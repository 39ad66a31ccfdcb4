//! Error conversions - From implementations for common error types
//!
//! Provides automatic conversion from common error types to [`AppError`].

use super::app_error::AppError;
use super::kind::ErrorKind;

// ============================================================================
// Standard library conversions
// ============================================================================

impl From<std::io::Error> for AppError {
    fn from(err: std::io::Error) -> Self {
        let kind = match err.kind() {
            std::io::ErrorKind::NotFound => ErrorKind::NotFound,
            std::io::ErrorKind::TimedOut => ErrorKind::RequestTimeout,
            _ => ErrorKind::InternalServerError,
        };
        AppError::new(kind, "I/O operation failed").with_source(err)
    }
}

impl From<std::string::FromUtf8Error> for AppError {
    fn from(err: std::string::FromUtf8Error) -> Self {
        AppError::bad_request("Invalid UTF-8 string").with_source(err)
    }
}

impl From<std::num::ParseIntError> for AppError {
    fn from(err: std::num::ParseIntError) -> Self {
        AppError::bad_request("Invalid integer format").with_source(err)
    }
}

// ============================================================================
// serde_json conversions
// ============================================================================

impl From<serde_json::Error> for AppError {
    fn from(err: serde_json::Error) -> Self {
        if err.is_syntax() || err.is_data() {
            AppError::bad_request(format!("JSON parse error: {}", err)).with_source(err)
        } else {
            AppError::internal("JSON serialization error").with_source(err)
        }
    }
}

// ============================================================================
// SQLx conversions (feature-gated)
// ============================================================================

#[cfg(feature = "sqlx")]
impl From<sqlx::Error> for AppError {
    fn from(err: sqlx::Error) -> Self {
        match &err {
            sqlx::Error::RowNotFound => AppError::not_found("Record not found").with_source(err),
            sqlx::Error::PoolTimedOut => {
                AppError::service_unavailable("Database connection pool exhausted").with_source(err)
            }
            sqlx::Error::Database(db_err) => {
                // PostgreSQL specific error codes
                // https://www.postgresql.org/docs/current/errcodes-appendix.html
                let app_err = if let Some(code) = db_err.code() {
                    match code.as_ref() {
                        // Class 23 — Integrity Constraint Violation
                        "23000" => AppError::conflict("Integrity constraint violation"),
                        "23502" => AppError::bad_request("Required field is null"),
                        "23503" => AppError::conflict("Foreign key violation"),
                        "23505" => AppError::conflict("Duplicate key value"),
                        "23514" => AppError::bad_request("Check constraint violation"),
                        // Class 53 — Insufficient Resources
                        "53000" | "53100" | "53200" | "53300" => {
                            AppError::service_unavailable("Database resource exhausted")
                        }
                        // Class 57 — Operator Intervention
                        "57000" | "57014" | "57P01" | "57P02" | "57P03" => {
                            AppError::service_unavailable("Database unavailable")
                        }
                        _ => AppError::internal("Database error"),
                    }
                } else {
                    AppError::internal("Database error")
                };
                app_err.with_source(err)
            }
            sqlx::Error::Io(_) => {
                AppError::service_unavailable("Database connection error").with_source(err)
            }
            sqlx::Error::Protocol(_) => {
                AppError::internal("Database protocol error").with_source(err)
            }
            sqlx::Error::Tls(_) => AppError::internal("Database TLS error").with_source(err),
            _ => AppError::internal("Database error").with_source(err),
        }
    }
}

// ============================================================================
// Axum conversions (feature-gated)
// ============================================================================

#[cfg(feature = "axum")]
impl axum::response::IntoResponse for AppError {
    fn into_response(self) -> axum::response::Response {
        use axum::Json;
        use axum::http::StatusCode;

        let status =
            StatusCode::from_u16(self.status_code()).unwrap_or(StatusCode::INTERNAL_SERVER_ERROR);

        // RFC 7807 Problem Details for HTTP APIs
        let body = serde_json::json!({
            "type": format!("https://httpstatuses.io/{}", self.status_code()),
            "title": self.kind().as_str(),
            "status": self.status_code(),
            "detail": self.message(),
            "action": self.action(),
        });

        (status, Json(body)).into_response()
    }
}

※ ※ ※

Go through the listing and copy all of it exactly.

repository 39ad66a31ccfdcb4
//! Error conversions - From implementations for common error types
//!
//! Provides automatic conversion from common error types to [`AppError`].

use super::app_error::AppError;
use super::kind::ErrorKind;

// ============================================================================
// Standard library conversions
// ============================================================================

impl From<std::io::Error> for AppError {
    fn from(err: std::io::Error) -> Self {
        let kind = match err.kind() {
            std::io::ErrorKind::NotFound => ErrorKind::NotFound,
            std::io::ErrorKind::TimedOut => ErrorKind::RequestTimeout,
            _ => ErrorKind::InternalServerError,
        };
        AppError::new(kind, "I/O operation failed").with_source(err)
    }
}

impl From<std::string::FromUtf8Error> for AppError {
    fn from(err: std::string::FromUtf8Error) -> Self {
        AppError::bad_request("Invalid UTF-8 string").with_source(err)
    }
}

impl From<std::num::ParseIntError> for AppError {
    fn from(err: std::num::ParseIntError) -> Self {
        AppError::bad_request("Invalid integer format").with_source(err)
    }
}

// ============================================================================
// serde_json conversions
// ============================================================================

impl From<serde_json::Error> for AppError {
    fn from(err: serde_json::Error) -> Self {
        if err.is_syntax() || err.is_data() {
            AppError::bad_request(format!("JSON parse error: {}", err)).with_source(err)
        } else {
            AppError::internal("JSON serialization error").with_source(err)
        }
    }
}

// ============================================================================
// SQLx conversions (feature-gated)
// ============================================================================

#[cfg(feature = "sqlx")]
impl From<sqlx::Error> for AppError {
    fn from(err: sqlx::Error) -> Self {
        match &err {
            sqlx::Error::RowNotFound => AppError::not_found("Record not found").with_source(err),
            sqlx::Error::PoolTimedOut => {
                AppError::service_unavailable("Database connection pool exhausted").with_source(err)
            }
            sqlx::Error::Database(db_err) => {
                // PostgreSQL specific error codes
                // https://www.postgresql.org/docs/current/errcodes-appendix.html
                let app_err = if let Some(code) = db_err.code() {
                    match code.as_ref() {
                        // Class 23 — Integrity Constraint Violation
                        "23000" => AppError::conflict("Integrity constraint violation"),
                        "23502" => AppError::bad_request("Required field is null"),
                        "23503" => AppError::conflict("Foreign key violation"),
                        "23505" => AppError::conflict("Duplicate key value"),
                        "23514" => AppError::bad_request("Check constraint violation"),
                        // Class 53 — Insufficient Resources
                        "53000" | "53100" | "53200" | "53300" => {
                            AppError::service_unavailable("Database resource exhausted")
                        }
                        // Class 57 — Operator Intervention
                        "57000" | "57014" | "57P01" | "57P02" | "57P03" => {
                            AppError::service_unavailable("Database unavailable")
                        }
                        _ => AppError::internal("Database error"),
                    }
                } else {
                    AppError::internal("Database error")
                };
                app_err.with_source(err)
            }
            sqlx::Error::Io(_) => {
                AppError::service_unavailable("Database connection error").with_source(err)
            }
            sqlx::Error::Protocol(_) => {
                AppError::internal("Database protocol error").with_source(err)
            }
            sqlx::Error::Tls(_) => AppError::internal("Database TLS error").with_source(err),
            _ => AppError::internal("Database error").with_source(err),
        }
    }
}

// ============================================================================
// Axum conversions (feature-gated)
// ============================================================================

#[cfg(feature = "axum")]
impl axum::response::IntoResponse for AppError {
    fn into_response(self) -> axum::response::Response {
        use axum::Json;
        use axum::http::StatusCode;

        let status =
            StatusCode::from_u16(self.status_code()).unwrap_or(StatusCode::INTERNAL_SERVER_ERROR);

        // RFC 7807 Problem Details for HTTP APIs
        let body = serde_json::json!({
            "type": format!("https://httpstatuses.io/{}", self.status_code()),
            "title": self.kind().as_str(),
            "status": self.status_code(),
            "detail": self.message(),
            "action": self.action(),
        });

        (status, Json(body)).into_response()
    }
}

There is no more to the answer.